We can even compare a platform game to a platform game so that people can’t say “Well maybe you’re just good at third-person over the shoulder shooters and horrible at other types of games” – The newer Mega Man games, even titles that have been introduced as early as the Playstation, don’t even slightly compare to the challenge presented in the originals and I’ve beaten all of them.
It’s an interesting phenomenon and one that I think has a fairly simple answer: technology. I remember the hardest things about those games wasn’t knowing what an enemy was going to do and when they were going to do it but actually getting movements from my hand to the controls. Vertical jumps, timed running through traps, ducking at just the right time – all of these things seemed simple enough and I knew exactly when to do them after a few tries but the controllers, the power of the system, and the overall game mechanics made those options considerably more difficult than they needed to be. Imagine if one of the original Mario games ran like Mario Galaxy does today and suddenly warp whistles don’t seem as necessary to get through the game.
Many gamers complain that games have gotten too easy but in all reality it isn’t that games have gotten easier compared to their eight and sixteen bit ancestors it’s just that it’s become easier to have full and complete control over the characters and environment. As realism becomes more of a factor in games (things such as physics, graphics, modeling, etc) we’ll start to see them becoming easier and easier because not only will the movements become more lifelike (and therefore easier to understand) the games themselves will become more lifelike and easier to feel and control.

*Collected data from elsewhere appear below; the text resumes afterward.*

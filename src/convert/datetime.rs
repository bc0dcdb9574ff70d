//! Date/time converter
//!
//! Cells hold dates three ways: as a native date, as a spreadsheet serial
//! number (OLE Automation days since 1899-12-30, fraction = time of day), or
//! as text. Text is tried as ISO-8601 first, then through a culture-aware
//! tokenizer, and finally as a serial number written out in the culture's
//! number format. Empty cells and blank text read as [`DATE_ZERO`].

use chrono::{
    DateTime, Datelike, FixedOffset, Local, NaiveDate, NaiveDateTime, NaiveTime, TimeDelta,
    TimeZone,
};
use once_cell::sync::Lazy;
use regex::Regex;

use crate::error::{ConversionError, ConversionResult};
use crate::policy::{ConversionPolicy, Culture, DateOrder, DateTimeStyles, NumberStyles};
use crate::types::{CellValue, TypeTag, TypedValue};

use super::numeric::parse_number;
use super::{default_from_external, default_to_external, Converter};

/// Value read from an empty date cell: 0001-01-01T00:00:00.
pub static DATE_ZERO: Lazy<NaiveDateTime> = Lazy::new(|| midnight(1, 1, 1));

static OLE_EPOCH: Lazy<NaiveDateTime> = Lazy::new(|| midnight(1899, 12, 30));

static TIME_OF_DAY: Lazy<Regex> = Lazy::new(|| {
    Regex::new(r"(\d{1,2}):(\d{1,2})(?::(\d{1,2})(?:[.,](\d{1,7}))?)?")
        .expect("valid time-of-day regex")
});

const MILLIS_PER_DAY: i64 = 86_400_000;
// Exclusive bounds of a valid serial (years 100 and 10000).
const MIN_SERIAL: f64 = -657_435.0;
const MAX_SERIAL: f64 = 2_958_466.0;

const ISO_OFFSET_FORMATS: [&str; 2] = ["%Y-%m-%dT%H:%M:%S%.f%:z", "%Y-%m-%dT%H:%M%:z"];
const ISO_NAIVE_FORMATS: [&str; 2] = ["%Y-%m-%dT%H:%M:%S%.f", "%Y-%m-%dT%H:%M"];

// Fixed calendar dates are always valid.
fn midnight(year: i32, month: u32, day: u32) -> NaiveDateTime {
    NaiveDate::from_ymd_opt(year, month, day)
        .unwrap_or_default()
        .and_time(NaiveTime::default())
}

/// Spreadsheet serial → date.
///
/// Rounds to the millisecond. For negative serials only the day part is
/// negative: `-1.25` is 1899-12-29 06:00.
pub fn from_serial(serial: f64) -> ConversionResult<NaiveDateTime> {
    if !(serial > MIN_SERIAL && serial < MAX_SERIAL) {
        return Err(ConversionError::overflow(format!(
            "{} is not a valid date serial; expected a value between {} and {}",
            serial, MIN_SERIAL, MAX_SERIAL
        )));
    }
    let half = if serial >= 0.0 { 0.5 } else { -0.5 };
    let mut millis = (serial * MILLIS_PER_DAY as f64 + half) as i64;
    if millis < 0 {
        millis -= (millis % MILLIS_PER_DAY) * 2;
    }
    Ok(*OLE_EPOCH + TimeDelta::milliseconds(millis))
}

/// Date → spreadsheet serial, the inverse of [`from_serial`].
pub fn to_serial(value: NaiveDateTime) -> f64 {
    let mut millis = (value - *OLE_EPOCH).num_milliseconds();
    if millis < 0 {
        let fraction = millis % MILLIS_PER_DAY;
        if fraction != 0 {
            millis -= (MILLIS_PER_DAY + fraction) * 2;
        }
    }
    millis as f64 / MILLIS_PER_DAY as f64
}

/// Parse date/time text under `culture` and `styles`.
pub fn parse_datetime(
    text: &str,
    culture: &Culture,
    styles: DateTimeStyles,
) -> ConversionResult<NaiveDateTime> {
    let trimmed = text.trim();
    // A plain number is a serial, ahead of the date tokenizer, so "3.5"
    // reads the same as the numeric cell 3.5.
    let value = if let Some(value) = parse_iso(trimmed, styles) {
        value
    } else if let Some(serial) = serial_text(trimmed, NumberStyles::FLOAT, culture) {
        from_serial(serial)?
    } else if let Some(value) = parse_culture_text(trimmed, culture, styles) {
        adjust_naive(value, styles)
    } else if let Some(serial) = serial_text(trimmed, NumberStyles::FLOAT_AND_THOUSANDS, culture) {
        from_serial(serial)?
    } else {
        return Err(ConversionError::format(format!(
            "String '{}' was not recognized as a valid date/time under culture '{}'",
            text,
            culture.name()
        )));
    };

    if value < *DATE_ZERO {
        return Err(ConversionError::format(format!(
            "String '{}' is before the earliest supported date {}",
            text, *DATE_ZERO
        )));
    }
    Ok(value)
}

fn serial_text(text: &str, styles: NumberStyles, culture: &Culture) -> Option<f64> {
    let serial = parse_number::<f64>(text, styles, culture)
        .ok()
        .filter(|v| v.is_finite())?;
    tracing::trace!(text, serial, "reading date text as a serial");
    Some(serial)
}

fn parse_iso(text: &str, styles: DateTimeStyles) -> Option<NaiveDateTime> {
    if let Ok(dt) = DateTime::parse_from_rfc3339(text) {
        return Some(adjust_offset(dt, styles));
    }
    for format in ISO_OFFSET_FORMATS {
        if let Ok(dt) = DateTime::parse_from_str(text, format) {
            return Some(adjust_offset(dt, styles));
        }
    }
    ISO_NAIVE_FORMATS
        .iter()
        .find_map(|format| NaiveDateTime::parse_from_str(text, format).ok())
        .map(|dt| adjust_naive(dt, styles))
}

fn adjust_offset(value: DateTime<FixedOffset>, styles: DateTimeStyles) -> NaiveDateTime {
    if styles.contains(DateTimeStyles::ADJUST_TO_UNIVERSAL) {
        value.naive_utc()
    } else {
        value.with_timezone(&Local).naive_local()
    }
}

fn adjust_naive(value: NaiveDateTime, styles: DateTimeStyles) -> NaiveDateTime {
    let adjust = styles.contains(DateTimeStyles::ADJUST_TO_UNIVERSAL);
    if styles.contains(DateTimeStyles::ASSUME_UNIVERSAL) {
        if adjust {
            value
        } else {
            value.and_utc().with_timezone(&Local).naive_local()
        }
    } else if styles.contains(DateTimeStyles::ASSUME_LOCAL) && adjust {
        Local
            .from_local_datetime(&value)
            .earliest()
            .map_or(value, |local| local.naive_utc())
    } else {
        value
    }
}

/// Date text in the culture's own shape, e.g. `05.03.2024 14:07`,
/// `March 5, 2024 2:07 PM` or `5/3/24`.
fn parse_culture_text(
    text: &str,
    culture: &Culture,
    styles: DateTimeStyles,
) -> Option<NaiveDateTime> {
    let mut work = text.to_lowercase();
    let meridiem = take_meridiem(&mut work, culture);
    let time = take_time(&mut work, meridiem)?;

    let mut numbers: Vec<&str> = Vec::new();
    let mut month = None;
    let separators = |c: char| {
        c.is_whitespace() || matches!(c, '/' | '-' | '.' | ',') || c == culture.date_separator
    };
    for token in work.split(separators).filter(|t| !t.is_empty()) {
        if token.bytes().all(|b| b.is_ascii_digit()) {
            if token.len() > 4 {
                return None;
            }
            numbers.push(token);
        } else if let Some(m) = culture.month_from_name(token).filter(|_| month.is_none()) {
            month = Some(m);
        } else if !culture.is_day_name(token) {
            return None;
        }
    }

    let date = if numbers.is_empty() && month.is_none() {
        if time.is_none() {
            return None;
        }
        if styles.contains(DateTimeStyles::NO_CURRENT_DATE_DEFAULT) {
            DATE_ZERO.date()
        } else {
            Local::now().date_naive()
        }
    } else {
        resolve_date(&numbers, month, culture.date_order)?
    };
    Some(date.and_time(time.unwrap_or_default()))
}

// Removes the first AM/PM designator standing on its own; true means PM.
fn take_meridiem(work: &mut String, culture: &Culture) -> Option<bool> {
    for (designator, pm) in culture.meridiem_designators() {
        let needle = designator.to_lowercase();
        let mut from = 0;
        while let Some(pos) = work[from..].find(&needle) {
            let start = from + pos;
            let end = start + needle.len();
            let before = work[..start].chars().next_back();
            let after = work[end..].chars().next();
            if !before.is_some_and(char::is_alphabetic) && !after.is_some_and(char::is_alphabetic) {
                work.replace_range(start..end, " ");
                return Some(pm);
            }
            from = end;
        }
    }
    None
}

// Outer None: malformed time. Inner None: no time in the text.
fn take_time(work: &mut String, meridiem: Option<bool>) -> Option<Option<NaiveTime>> {
    let Some(caps) = TIME_OF_DAY.captures(work.as_str()) else {
        return meridiem.is_none().then_some(None);
    };
    let field = |i: usize| caps.get(i).map_or(Some(0), |m| m.as_str().parse::<u32>().ok());
    let mut hour = field(1)?;
    let minute = field(2)?;
    let second = field(3)?;
    let nanos = match caps.get(4) {
        Some(m) => format!("{:0<9}", m.as_str()).parse::<u32>().ok()?,
        None => 0,
    };

    match meridiem {
        Some(_) if hour > 12 => return None,
        Some(true) if hour < 12 => hour += 12,
        Some(false) if hour == 12 => hour = 0,
        _ => {}
    }

    let time = NaiveTime::from_hms_nano_opt(hour, minute, second, nanos)?;
    let range = caps.get(0)?.range();
    work.replace_range(range, " ");
    Some(Some(time))
}

fn resolve_date(numbers: &[&str], month: Option<u32>, order: DateOrder) -> Option<NaiveDate> {
    fn value(token: &str) -> Option<u32> {
        token.parse().ok()
    }
    fn is_year(token: &str) -> bool {
        token.len() >= 3 || value(token).is_some_and(|v| v > 31)
    }
    let current_year = || Local::now().year();

    let (year, month, day) = match (numbers, month) {
        ([only], Some(m)) if is_year(only) => (year_of(only)?, m, 1),
        ([day], Some(m)) => (current_year(), m, value(day)?),
        ([a, b], Some(m)) if is_year(a) => (year_of(a)?, m, value(b)?),
        ([a, b], Some(m)) => (year_of(b)?, m, value(a)?),
        ([a, b, c], None) if a.len() >= 3 => (year_of(a)?, value(b)?, value(c)?),
        ([a, b, c], None) => match order {
            DateOrder::MonthDayYear => (year_of(c)?, value(a)?, value(b)?),
            DateOrder::DayMonthYear => (year_of(c)?, value(b)?, value(a)?),
            DateOrder::YearMonthDay => (year_of(a)?, value(b)?, value(c)?),
        },
        ([a, b], None) if is_year(a) => (year_of(a)?, value(b)?, 1),
        ([a, b], None) if is_year(b) => (year_of(b)?, value(a)?, 1),
        ([a, b], None) => match order {
            DateOrder::DayMonthYear => (current_year(), value(b)?, value(a)?),
            _ => (current_year(), value(a)?, value(b)?),
        },
        _ => return None,
    };
    NaiveDate::from_ymd_opt(year, month, day)
}

// Two-digit years pivot at 2049.
fn year_of(token: &str) -> Option<i32> {
    let year: i32 = token.parse().ok()?;
    Some(match token.len() {
        1 | 2 if year < 50 => 2000 + year,
        1 | 2 => 1900 + year,
        _ if year < 1 => return None,
        _ => year,
    })
}

#[derive(Debug)]
pub struct DateTimeConverter {
    ty: TypeTag,
}

impl DateTimeConverter {
    pub fn new() -> Self {
        Self {
            ty: TypeTag::DateTime,
        }
    }
}

impl Default for DateTimeConverter {
    fn default() -> Self {
        Self::new()
    }
}

impl Converter for DateTimeConverter {
    fn converted_type(&self) -> &TypeTag {
        &self.ty
    }

    fn accepts_native_type(&self) -> bool {
        true
    }

    fn convert_to_external(
        &self,
        policy: &ConversionPolicy,
        value: &TypedValue,
    ) -> ConversionResult<CellValue> {
        default_to_external(policy, value)
    }

    fn convert_from_external(
        &self,
        policy: &ConversionPolicy,
        raw: &CellValue,
    ) -> ConversionResult<TypedValue> {
        let value = match raw {
            CellValue::Number(serial) => from_serial(*serial)?,
            CellValue::DateTime(dt) => *dt,
            CellValue::Empty => *DATE_ZERO,
            CellValue::String(text) if text.trim().is_empty() => *DATE_ZERO,
            CellValue::String(text) => parse_datetime(text, policy.culture, policy.date_styles)?,
            other => return default_from_external(&self.ty, other),
        };
        Ok(TypedValue::DateTime(value))
    }

    fn display_format<'p>(&self, policy: &'p ConversionPolicy) -> Option<&'p str> {
        policy.date_format.as_deref()
    }
}
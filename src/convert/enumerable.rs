use crate::error::{ConversionError, ConversionResult};
use crate::policy::ConversionPolicy;
use crate::types::{CellValue, TypeTag, TypedValue};

use super::Converter;

/// Placeholder for collection-typed properties.
///
/// A sequence never fits in one cell, so both directions fail with a message
/// pointing at [`crate::registry::ConverterRegistry::register`]. The registry
/// hands this out for any `T[]` tag that has no registered converter, which
/// keeps such properties from failing with a vague "unsupported type" error.
#[derive(Debug)]
pub struct EnumerableConverter {
    ty: TypeTag,
}

impl EnumerableConverter {
    pub fn new(ty: TypeTag) -> Self {
        Self { ty }
    }

    fn unsupported(&self) -> ConversionError {
        ConversionError::unsupported(format!(
            "{} is a collection type and cannot be converted to a single cell. \
             Register a custom converter for {} to read or write it.",
            self.ty, self.ty
        ))
    }
}

impl Converter for EnumerableConverter {
    fn converted_type(&self) -> &TypeTag {
        &self.ty
    }

    fn accepts_native_type(&self) -> bool {
        false
    }

    fn convert_to_external(
        &self,
        _policy: &ConversionPolicy,
        _value: &TypedValue,
    ) -> ConversionResult<CellValue> {
        Err(self.unsupported())
    }

    fn convert_from_external(
        &self,
        _policy: &ConversionPolicy,
        _raw: &CellValue,
    ) -> ConversionResult<TypedValue> {
        Err(self.unsupported())
    }
}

This then means that developers will have to present new and inventive ways to give us a challenge and many of them have been for a long time now. More difficult enemies hit harder and have more life, puzzles suddenly don’t have the easiest solution because of a new twist, and new moves and combinations are given to your opponents (both real life and simulated) with which to pummel you. These are our replacements for shoddy controls and bad game-play mechanics (don’t get me wrong, those last two problems will never go away depending on the developer) and in most games seem to work out just fine.
So the next time you’re complaining about a game being too easy just do this – Only play with the D-pad, two buttons, and restart from the beginning when you die and see what happens.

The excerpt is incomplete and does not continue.